YOUR TASK: Give the lines below again exactly, starting with the line that holds "repository d4148843e9b9346d" and going on through the line that holds "to open database".

Excerpts from a dataset:

^^^^^^^^^^^^^^^^

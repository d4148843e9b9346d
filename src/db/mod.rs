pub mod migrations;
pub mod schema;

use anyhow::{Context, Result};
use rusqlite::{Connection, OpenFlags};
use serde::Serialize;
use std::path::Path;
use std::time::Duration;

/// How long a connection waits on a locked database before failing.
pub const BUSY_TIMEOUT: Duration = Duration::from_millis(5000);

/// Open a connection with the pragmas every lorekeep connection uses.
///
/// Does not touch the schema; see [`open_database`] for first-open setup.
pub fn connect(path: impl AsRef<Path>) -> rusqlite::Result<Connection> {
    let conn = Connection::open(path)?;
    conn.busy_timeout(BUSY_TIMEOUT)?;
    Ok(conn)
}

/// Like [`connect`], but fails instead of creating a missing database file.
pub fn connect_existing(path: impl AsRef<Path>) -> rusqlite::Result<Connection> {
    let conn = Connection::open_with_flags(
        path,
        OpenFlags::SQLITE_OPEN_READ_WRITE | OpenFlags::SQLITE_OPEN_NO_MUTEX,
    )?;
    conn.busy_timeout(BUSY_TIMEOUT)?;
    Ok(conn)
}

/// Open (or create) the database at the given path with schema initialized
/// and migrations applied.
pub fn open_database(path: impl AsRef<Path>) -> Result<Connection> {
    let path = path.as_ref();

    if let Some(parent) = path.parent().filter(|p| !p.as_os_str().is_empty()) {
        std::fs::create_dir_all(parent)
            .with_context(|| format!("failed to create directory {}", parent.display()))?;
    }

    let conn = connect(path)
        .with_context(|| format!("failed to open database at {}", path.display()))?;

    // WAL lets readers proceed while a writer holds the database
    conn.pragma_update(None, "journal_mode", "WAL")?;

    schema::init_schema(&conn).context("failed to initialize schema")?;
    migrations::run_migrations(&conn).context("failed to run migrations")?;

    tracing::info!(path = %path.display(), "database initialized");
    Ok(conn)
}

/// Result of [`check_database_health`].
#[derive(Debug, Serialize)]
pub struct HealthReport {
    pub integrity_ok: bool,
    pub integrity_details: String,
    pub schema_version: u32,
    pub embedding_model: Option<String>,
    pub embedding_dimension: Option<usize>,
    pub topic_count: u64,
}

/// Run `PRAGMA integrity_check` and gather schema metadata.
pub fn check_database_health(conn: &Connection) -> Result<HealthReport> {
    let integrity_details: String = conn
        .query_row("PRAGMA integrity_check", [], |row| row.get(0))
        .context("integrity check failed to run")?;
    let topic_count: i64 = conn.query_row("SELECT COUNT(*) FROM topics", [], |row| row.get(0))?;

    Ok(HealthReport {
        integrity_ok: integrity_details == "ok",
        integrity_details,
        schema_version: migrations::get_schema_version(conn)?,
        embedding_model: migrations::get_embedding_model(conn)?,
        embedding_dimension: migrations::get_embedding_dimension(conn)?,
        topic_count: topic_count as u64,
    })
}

^^^^^^^^^^^^^^^^

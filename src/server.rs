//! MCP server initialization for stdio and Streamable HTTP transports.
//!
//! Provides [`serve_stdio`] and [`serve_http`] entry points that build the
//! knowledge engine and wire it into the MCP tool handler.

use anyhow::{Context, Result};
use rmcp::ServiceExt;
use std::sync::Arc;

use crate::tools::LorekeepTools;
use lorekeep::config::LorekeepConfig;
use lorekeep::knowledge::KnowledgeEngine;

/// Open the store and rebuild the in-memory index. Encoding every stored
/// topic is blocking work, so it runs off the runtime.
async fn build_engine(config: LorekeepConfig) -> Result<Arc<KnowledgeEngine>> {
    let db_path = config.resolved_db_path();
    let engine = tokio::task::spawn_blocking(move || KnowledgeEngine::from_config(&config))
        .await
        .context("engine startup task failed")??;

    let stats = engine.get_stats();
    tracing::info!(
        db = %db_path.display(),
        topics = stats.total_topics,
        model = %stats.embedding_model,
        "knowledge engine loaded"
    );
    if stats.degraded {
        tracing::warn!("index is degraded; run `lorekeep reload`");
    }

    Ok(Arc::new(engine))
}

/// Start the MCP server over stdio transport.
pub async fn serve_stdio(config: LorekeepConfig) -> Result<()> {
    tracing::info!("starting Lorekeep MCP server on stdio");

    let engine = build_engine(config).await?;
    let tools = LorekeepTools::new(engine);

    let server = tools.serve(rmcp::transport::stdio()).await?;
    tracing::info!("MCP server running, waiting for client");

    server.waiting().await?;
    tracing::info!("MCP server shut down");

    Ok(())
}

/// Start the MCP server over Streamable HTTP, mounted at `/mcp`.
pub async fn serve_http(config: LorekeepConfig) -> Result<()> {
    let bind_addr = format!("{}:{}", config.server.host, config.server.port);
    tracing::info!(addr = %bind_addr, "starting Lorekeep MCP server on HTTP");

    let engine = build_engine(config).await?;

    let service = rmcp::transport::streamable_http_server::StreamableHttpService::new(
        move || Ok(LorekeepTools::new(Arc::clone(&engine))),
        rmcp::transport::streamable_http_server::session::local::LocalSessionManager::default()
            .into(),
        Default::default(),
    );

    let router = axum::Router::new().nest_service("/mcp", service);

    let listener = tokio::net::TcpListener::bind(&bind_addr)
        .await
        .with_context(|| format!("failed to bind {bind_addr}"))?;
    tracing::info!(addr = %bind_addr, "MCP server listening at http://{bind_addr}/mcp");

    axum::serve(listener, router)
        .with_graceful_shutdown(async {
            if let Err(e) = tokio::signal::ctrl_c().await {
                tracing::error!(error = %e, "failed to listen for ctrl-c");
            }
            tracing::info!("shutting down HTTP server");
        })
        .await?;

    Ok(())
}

^^^^^^^^^^^^^^^^

REPLY TO THE TASK:
repository d4148843e9b9346d
filename src/db/mod.rs
pub mod migrations;
pub mod schema;

use anyhow::{Context, Result};
use rusqlite::{Connection, OpenFlags};
use serde::Serialize;
use std::path::Path;
use std::time::Duration;

/// How long a connection waits on a locked database before failing.
pub const BUSY_TIMEOUT: Duration = Duration::from_millis(5000);

/// Open a connection with the pragmas every lorekeep connection uses.
///
/// Does not touch the schema; see [`open_database`] for first-open setup.
pub fn connect(path: impl AsRef<Path>) -> rusqlite::Result<Connection> {
    let conn = Connection::open(path)?;
    conn.busy_timeout(BUSY_TIMEOUT)?;
    Ok(conn)
}

/// Like [`connect`], but fails instead of creating a missing database file.
pub fn connect_existing(path: impl AsRef<Path>) -> rusqlite::Result<Connection> {
    let conn = Connection::open_with_flags(
        path,
        OpenFlags::SQLITE_OPEN_READ_WRITE | OpenFlags::SQLITE_OPEN_NO_MUTEX,
    )?;
    conn.busy_timeout(BUSY_TIMEOUT)?;
    Ok(conn)
}

/// Open (or create) the database at the given path with schema initialized
/// and migrations applied.
pub fn open_database(path: impl AsRef<Path>) -> Result<Connection> {
    let path = path.as_ref();

    if let Some(parent) = path.parent().filter(|p| !p.as_os_str().is_empty()) {
        std::fs::create_dir_all(parent)
            .with_context(|| format!("failed to create directory {}", parent.display()))?;
    }

    let conn = connect(path)
        .with_context(|| format!("failed to open database at {}", path.display()))?;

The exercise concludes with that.